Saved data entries
..............................
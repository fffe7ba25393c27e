use std::sync::Arc;

use tokio::sync::mpsc;

use super::io_pump::{LineStream, LineTap};

/// Receives every line a session writes.
pub trait LogConsumer: Send + Sync {
    fn accept(&self, line: &str, stream: LineStream);
}

/// Logs stdout at info and drops stderr.
///
/// `ollama pull` renders its progress bars on stderr; forwarding them floods the task log.
#[derive(Debug, Default, Clone, Copy)]
pub struct StdoutLogConsumer;

impl LogConsumer for StdoutLogConsumer {
    fn accept(&self, line: &str, stream: LineStream) {
        if line.trim().is_empty() {
            return;
        }
        if stream == LineStream::Stdout {
            tracing::info!(target: "ollama_task::output", "{}", line);
        }
    }
}

/// Forwards taps to `consumer` until every sender is dropped. Returns the line count.
pub async fn forward_lines(mut rx: mpsc::Receiver<LineTap>, consumer: Arc<dyn LogConsumer>) -> u64 {
    let mut lines = 0u64;
    while let Some(tap) = rx.recv().await {
        consumer.accept(&tap.line, tap.stream);
        lines += 1;
    }
    lines
}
..............................
#### Problem requirements
Taking the entries as a whole, work out how many lines contain the string "accept". Respond with only the number.

#### Solution to this problem
3